Monthly Newsletter September 2015

Grietjie-Newsletter-September 2015

CHAIRMAN’S REPORT by Marius Porteus


Fellow Grietjie owners,

As you will recall the Grietjie Private Nature Reserve annual general meeting was held on 29 August 2015 and was well attended by signed up members. This year’s AGM must certainly go down as one of the smoothest since inception. This is proof of consensus amongst members on progress, priorities and strategy and that we are maturing as a private nature reserve and moving closer to official nature reserve status.

We therefore thank and congratulate Hans Schmid and the outgoing committee of 2014/15 for a job well done and for Johan Grobler and the Grietjie staff for serving Grietjie well the past year. We also wish our new Reserve Manager, Gerrie van Zyl all the best with his new responsibilities.


Subsequent to the August AGM the new elected committee for 2015/16 held the first committee meeting on Saturday 12 September and the portfolios for 2015/16 was finalised and is presented in the table below:


Name Capacity Address Contact number e-mail Resident
Marius Porteus Chairman Grietjie  96 083 235 5685 No
Michael Kristensen Vice Chairman, Owner Liaison Grietjie  109 073 468 3522 Yes
Loek Bleeker Treasurer Grietjie . 110 +27767721457 (RSA)+31622602499 (NL ) No
Co-opted: Marilda Wiegand Secretary, Editor Tenant, Grietjie  85 082 906 3585 Yes
Jan Caspers CARE, CAP’s, Security Grietjie  22 0716364323 Yes
Pierre Ackermann Infrastructure, Roads Grietjie  75 082 852 1371 No
Mike Clulow Human Capital Grietjie  54 082  493 9523 No
Co-opted: Gerrie van Zyl Reserve Manager Grietjie  94/95 079 034 5917  warden082 818 7533  private Yes
Marc van der Walt Grietjie Comms & Newsletter Grietjie  43 078 127 1244 No
Geo Olivier  Special Projects Grietjie  59 083 627 3117 No
Paul Venter Special Projects Grietjie 67 082 660 2701 No




The following Grietjie members will also render support to the committee.

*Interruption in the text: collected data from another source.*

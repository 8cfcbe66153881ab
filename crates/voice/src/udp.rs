//! Medienkanal – UDP-Socket zum Server
//!
//! ## Ablauf
//! ```text
//! starten()        bind + connect, [-1][name] an den Server
//! bereit_melden()  [-3] nach der Voice-Freigabe im Steuerkanal
//! empfangs_loop()  Ping-Proben zurueckschicken, Voice-Frames entschluesseln
//!     |
//!     +--> Wiedergabe-Queue --> AudioSink::play_voice
//! ```
//!
//! Sendefehler sind nicht fatal: Voice ist verlustbehaftet. Nur harte
//! Lesefehler beenden die Empfangsschleife.

use std::net::{Ipv4Addr, Ipv6Addr, SocketAddr};
use std::sync::atomic::{AtomicBool, Ordering};

use tokio::net::UdpSocket;
use tokio::sync::{watch, Mutex};

use hush_core::{Collaborators, HushError, Result, UiEvent};
use hush_crypto::SessionCipher;
use hush_protocol::voice::{self, VoiceDatagram};
use hush_protocol::MAX_BUFFER_SIZE;
use hush_signaling::Presence;

use crate::playback::{Wiedergabe, WiedergabeAuftrag};

/// Empfangspuffer (etwas groesser als das Protokoll-Maximum)
const EMPFANGS_PUFFER: usize = MAX_BUFFER_SIZE + 60;

/// Verbundener Medienkanal
pub struct MediaChannel {
    socket: UdpSocket,
    lese_sperre: Mutex<()>,
    aktiv: AtomicBool,
    stop_tx: watch::Sender<bool>,
    cipher: SessionCipher,
    presence: Presence,
    collab: Collaborators,
}

impl MediaChannel {
    /// Bindet einen lokalen Socket, verbindet ihn mit dem Server und meldet den Namen an
    pub async fn starten(
        server: SocketAddr,
        name: &str,
        cipher: SessionCipher,
        presence: Presence,
        collab: Collaborators,
    ) -> Result<Self> {
        let lokal: SocketAddr = if server.is_ipv4() {
            (Ipv4Addr::UNSPECIFIED, 0).into()
        } else {
            (Ipv6Addr::UNSPECIFIED, 0).into()
        };

        let socket = UdpSocket::bind(lokal)
            .await
            .map_err(|e| HushError::transport("UDP-Socket anlegen", e))?;
        socket
            .connect(server)
            .await
            .map_err(|e| HushError::transport("UDP-Verbinden", e))?;

        let vorbereitung = voice::vorbereiten(name)?;
        let gesendet = socket
            .send(&vorbereitung)
            .await
            .map_err(|e| HushError::transport("UDP-Senden", e))?;
        if gesendet != vorbereitung.len() {
            return Err(HushError::Voice(format!(
                "Anmeldung unvollstaendig gesendet ({gesendet} von {} Bytes)",
                vorbereitung.len()
            )));
        }

        tracing::info!(
            server = %server,
            lokal = ?socket.local_addr().ok(),
            "Medienkanal vorbereitet"
        );

        let (stop_tx, _) = watch::channel(false);
        Ok(Self {
            socket,
            lese_sperre: Mutex::new(()),
            aktiv: AtomicBool::new(true),
            stop_tx,
            cipher,
            presence,
            collab,
        })
    }

    pub fn lokale_adresse(&self) -> Option<SocketAddr> {
        self.socket.local_addr().ok()
    }

    pub fn ist_aktiv(&self) -> bool {
        self.aktiv.load(Ordering::Acquire)
    }

    /// Meldet dem Server die Bereitschaft fuer die Ping-Messung
    pub async fn bereit_melden(&self) -> Result<()> {
        self.senden(&voice::bereit()).await
    }

    /// Sendet einen Voice-Frame oder die Ende-Markierung
    pub async fn voice_frame_senden(&self, samples: &[i16], letzter: bool) -> Result<()> {
        if letzter {
            return self.senden(&voice::letzter_frame()).await;
        }
        let roh: Vec<u8> = samples.iter().flat_map(|s| s.to_le_bytes()).collect();
        let datagramm = voice::voice_frame(&self.cipher.verschluesseln(&roh))
            .map_err(|e| HushError::Voice(e.to_string()))?;
        self.senden(&datagramm).await
    }

    async fn senden(&self, datagramm: &[u8]) -> Result<()> {
        let gesendet = self
            .socket
            .send(datagramm)
            .await
            .map_err(|e| HushError::Voice(format!("Senden fehlgeschlagen: {e}")))?;
        if gesendet != datagramm.len() {
            return Err(HushError::Voice(format!(
                "Nur {gesendet} von {} Bytes gesendet",
                datagramm.len()
            )));
        }
        Ok(())
    }

    /// Empfaengt Datagramme bis Stop oder harten Fehler
    pub async fn empfangs_loop(&self, wiedergabe: &Wiedergabe) -> Result<()> {
        let mut stop_rx = self.stop_tx.subscribe();
        let mut puffer = vec![0u8; EMPFANGS_PUFFER];

        while self.ist_aktiv() {
            let sperre = self.lese_sperre.lock().await;
            let gelesen = tokio::select! {
                biased;
                _ = stop_rx.changed() => break,
                gelesen = self.socket.recv(&mut puffer) => gelesen,
            };

            match gelesen {
                Ok(n) => self.datagramm_verarbeiten(&puffer[..n], wiedergabe).await,
                Err(e) if e.kind() == std::io::ErrorKind::ConnectionRefused => {
                    // ICMP "port unreachable" vom letzten Senden
                    tracing::warn!(fehler = %e, "Server-Port fuer Voice nicht erreichbar");
                }
                Err(e) => return Err(HushError::transport("UDP-Empfangen", e)),
            }
            drop(sperre);
        }

        tracing::debug!("Voice-Empfangsschleife gestoppt");
        Ok(())
    }

    async fn datagramm_verarbeiten(&self, datagramm: &[u8], wiedergabe: &Wiedergabe) {
        let paket = match VoiceDatagram::parsen(datagramm) {
            Ok(paket) => paket,
            Err(e) => {
                tracing::debug!(fehler = %e, bytes = datagramm.len(), "Datagramm verworfen");
                return;
            }
        };

        match paket {
            VoiceDatagram::PingProbe => {
                if let Err(e) = self.senden(datagramm).await {
                    tracing::warn!(fehler = %e, "Ping-Echo fehlgeschlagen");
                }
            }
            VoiceDatagram::Voice {
                absender,
                letzter: true,
                ..
            } => {
                self.spricht_melden(&absender, false);
                wiedergabe.einreihen(WiedergabeAuftrag {
                    absender,
                    samples: None,
                    letzter: true,
                });
            }
            VoiceDatagram::Voice {
                absender,
                chiffrat,
                ..
            } => {
                let laenge = self.collab.audio.samples_pro_frame() * 2;
                let klartext = match self.cipher.entschluesseln_gekuerzt(&chiffrat, laenge) {
                    Ok(k) => k,
                    Err(e) => {
                        tracing::debug!(fehler = %e, absender = %absender, "Voice-Frame nicht entschluesselbar");
                        return;
                    }
                };
                let samples: Vec<i16> = klartext
                    .chunks_exact(2)
                    .map(|b| i16::from_le_bytes([b[0], b[1]]))
                    .collect();

                self.spricht_melden(&absender, true);
                wiedergabe.einreihen(WiedergabeAuftrag {
                    absender,
                    samples: Some(samples),
                    letzter: false,
                });
            }
        }
    }

    fn spricht_melden(&self, absender: &str, spricht: bool) {
        if let Some(ping_ms) = self.presence.spricht_setzen(absender, spricht) {
            self.collab.ui.anzeigen(UiEvent::PingAktualisiert {
                name: absender.to_string(),
                ping_ms,
                spricht,
            });
        }
    }

    /// Stoppt die Empfangsschleife; kehrt erst zurueck wenn kein Datagramm mehr verarbeitet wird
    pub async fn stoppen(&self) {
        self.aktiv.store(false, Ordering::Release);
        self.stop_tx.send_replace(true);
        drop(self.lese_sperre.lock().await);
    }
}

Name Capacity Address Contact number e-mail Resident
Blackie de Swardt Relieve Reserve Manager, Maintenance Grietjie  81 082 968 1311 Yes
Theunis Trollip Roads Grietjie 45 082 492 4712072 258 8871 Yes

On behalf of all the Grietjie members we thank you for your willingness to serve on the committee. The new committee members are literary from all corners of the country and world and we will have to embrace technology to allow us to communicate and function properly.


Primary objective for 2015/16

The objectives will be to ensure we uphold the Grietjie constitution. However, listening to comments made by members at the AGM, I have extracted the following as focus areas for the committee for 2015/16 although not limited to these:

Access control:

Safety and security should be priority and through reliable access control we can go a long way to achieve this. The new committee will work on initiatives to improve this further. The Grietjie Balule entrance is the face of Grietjie to visitors and we want them to have a “wow” experience. This is after all one of the “entrances” to the Greater Kruger National Park area.



For many this is most probably one of the most important requirements and I agree. We can only enjoy our environment if we can get around too. Major portions of our internal tar roads are deteriorating and we need to do something or lose it. At this stage it is still an asset although costs are increasing to maintain it. Careful consideration will be given on the way forward. With new equipment purchased during 2014/15 we should be in a better position to maintain the internal gravel roads too. Unfortunately better roads also lead to some misuse. Speeding in the reserve is a concern. The committee will also attempt to make all road users more aware of speed limits and the danger this poses to animals. We urge owners their guests and contractors to respect speed limits.


The aesthetics:

When driving through Grietjie we all want to get that feeling you are surrounded by untouched nature. Since the early 2000, committees have done a lot to remove the unsightly and we would like to continue with this. The committee has already agreed to address the “borrow pit” or soil excavation pit on Maggie’s Hill where soil was removed to maintain roads. It was decided that this will be rehabilitated as best we can and that no more excavation pits will be made next to game viewing roads. Ruins and other unsightly man made structure visible from the game viewing roads will with permission of owners be removed or made less visible.


Growing the member base:

As Hans Schmid has indicated in the August chairpersons’ report, signed up members is at an all-time high. This is however not sufficient to one day obtain Nature Reserve status and we as committee will continue to engage and encourage non-member owners and new owners to sign up to the Grietjie constitution.


General feedback

We kindly requests owners to not allow staff to wonder outside of controlled areas for their own safety. We have encountered staff walking on the reserve and this after sunset. Please make your staff aware of the risk of wild animals.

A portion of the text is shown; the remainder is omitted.